THE DATA: Begin
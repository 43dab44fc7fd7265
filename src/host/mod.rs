//! In-memory host: a document and a timer that need no browser.
//!
//! [`MemoryDocument`] implements every capability the consent core needs
//! (storage, cookie jar, script loader, banner view) over one shared state
//! and records each side effect in order. [`ManualScheduler`] runs timers on
//! a virtual clock. Together they let tests and non-browser hosts drive the
//! full consent flow.

mod document;
mod scheduler;

pub use document::{BannerSnapshot, DocumentEvent, MemoryDocument};
pub use scheduler::ManualScheduler;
THE DATA: End
* WHAT YOU NEED TO DO *
Copy each record from above without leaving any out.

* RESULT FOR THIS EXERCISE *
repository 43dab44fc7fd7265
filename src/host/mod.rs
//! In-memory host: a document and a timer that need no browser.
//!
//! [`MemoryDocument`] implements every capability the consent core needs
//! (storage, cookie jar, script loader, banner view) over one shared state
//! and records each side effect in order. [`ManualScheduler`] runs timers on
//! a virtual clock. Together they let tests and non-browser hosts drive the
//! full consent flow.

mod document;
mod scheduler;

pub use document::{BannerSnapshot, DocumentEvent, MemoryDocument};
pub use scheduler::ManualScheduler;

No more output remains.